My old boss Gerard MacDonell discusses how fiscal policy is interacting with monetary policy in "DeLong vs Krugman on fiscal stimulus." For those of us who are detached from American politics, there is considerable entertainment value in watching Democrat economists views on fiscal policy morph in response to a Republican taking the presidency (although there are reasonable concerns about the fiscal policy tools being employed).
"Full Employment"I would note that Gerard's discussion of "full employment" would make my old school Keynesian readers unhappy (to be clear, he is referring to Paul Krugman's comments on "full employment", but I believe that he agrees with the sentiment). However, this difference is semantic (or political), and is an example of how a lot of economic arguing involves disputes over the definition of words.
Gerard is using "full employment" as it is widely used in the mainstream and market commentary: the level of employment that is consistent with a stable inflation rate under the current economic structure and institutions. In practice, a lot of people would say that this corresponds to a U-3 unemployment rate of 4-5%.
However, if we look at more Keynesian economists (such as Modern Monetary Theorists), "full employment" is would be the maximum employment that could be achieved with institutional reforms; in which case, the historical evidence would point to a U-3 unemployment rate of 2%, which corresponds to the normal level of unemployment that is created by people leaving jobs and taking time to search for new ones.

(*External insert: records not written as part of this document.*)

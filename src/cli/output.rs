use colored::Colorize;
use std::fmt;
use std::sync::{OnceLock, RwLock};

/// Message categories used by the CLI output helpers.
#[derive(Clone, Copy, PartialEq, Eq)]
pub enum MessageKind {
    Info,
    Success,
    Warning,
    Error,
    Hint,
    Section,
}

#[derive(Clone, Copy, Debug, Default)]
pub struct OutputPreferences {
    pub plain: bool,
}

static PREFERENCES: OnceLock<RwLock<OutputPreferences>> = OnceLock::new();

pub fn set_preferences(prefs: OutputPreferences) {
    let lock = PREFERENCES.get_or_init(|| RwLock::new(OutputPreferences::default()));
    if let Ok(mut guard) = lock.write() {
        *guard = prefs;
    }
    if prefs.plain {
        colored::control::set_override(false);
    }
}

fn preferences() -> OutputPreferences {
    PREFERENCES
        .get_or_init(|| RwLock::new(OutputPreferences::default()))
        .read()
        .map(|guard| *guard)
        .unwrap_or_default()
}

fn label(kind: MessageKind) -> &'static str {
    match kind {
        MessageKind::Info => "INFO",
        MessageKind::Success => "SUCCESS",
        MessageKind::Warning => "WARNING",
        MessageKind::Error => "ERROR",
        MessageKind::Hint => "HINT",
        MessageKind::Section => "",
    }
}

fn apply_style(kind: MessageKind, message: impl fmt::Display, prefs: &OutputPreferences) -> String {
    let text = message.to_string();
    let formatted = match kind {
        MessageKind::Section => format!("=== {} ===", text.trim()),
        _ => format!("{}: {}", label(kind), text),
    };

    if prefs.plain {
        return formatted;
    }

    match kind {
        MessageKind::Success => formatted.bright_green().to_string(),
        MessageKind::Warning => formatted.bright_yellow().to_string(),
        MessageKind::Error => formatted.bright_red().to_string(),
        MessageKind::Hint => formatted.bright_cyan().to_string(),
        MessageKind::Section => formatted.bold().to_string(),
        MessageKind::Info => formatted,
    }
}

pub fn print(kind: MessageKind, message: impl fmt::Display) {
    let formatted = apply_style(kind, message, &preferences());
    match kind {
        MessageKind::Section => println!("\n{}", formatted),
        _ => println!("{}", formatted),
    }
}

pub fn info(message: impl fmt::Display) {
    print(MessageKind::Info, message);
}

pub fn success(message: impl fmt::Display) {
    print(MessageKind::Success, message);
}

pub fn warning(message: impl fmt::Display) {
    print(MessageKind::Warning, message);
}

pub fn error(message: impl fmt::Display) {
    print(MessageKind::Error, message);
}

pub fn hint(message: impl fmt::Display) {
    print(MessageKind::Hint, message);
}

pub fn section(title: impl fmt::Display) {
    print(MessageKind::Section, title);
}

/// Prints a raw line, used for table rows.
pub fn line(text: impl fmt::Display) {
    println!("{}", text);
}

I would argue that both sides are correct, keeping in mind the differences in definitions. Although I have doubts that inflation in the United States will rise any time soon, I believe that it could start to rise with the unemployment rate close to current level under some circumstances. A poorly-designed fiscal push is one mechanism; it would be very easy to design policies that favour regions and sectors that are already doing well, causing them to overheat -- while doing nothing for regions that are mired in under-employment.
(In other words, I do not believe that there is a well-defined "output gap" or NAIRU for the determination of the inflation rate. We could see accelerating inflation at 5%, or even 3% under the current economic structure, depending on the details of what is causing the unemployment rate to move. The argument that NAIRU moved in the 1990s -- associated with Alan Greenspan -- was just a reflection of the plasticity of the "inflation barrier.")
That said, it would be possible to change policies to drive the involuntary unemployment rate to 2%, without causing anything other than short-term blip in inflation. (Although I think this would be a good idea, I do not emphasise policy advocacy in my writing here.)
What will happen in 2017?I am not completely convinced that fiscal policy will be revolutionary; there will be tax cuts, but their impact might be limited (other than on the headline deficit numbers). I see little sign that the Republicans are going to do anything other than tweak the economic structure, and the automatic stabilisers that are inherent in the public and private sectors will mute the impact of these changes. The Fed is going to have to go back to watching the data, and the data in 2017 will probably do the exact same things they did in 2016 (and 2015, 2014, or 2013...).
In summary, the odds are high that we will see a follow up rate hike in "mid year", with possibly a greater tempo of followup hikes (one every second meeting). For those of you who like calendar year predictions, that would imply 2-3 hikes in 2017.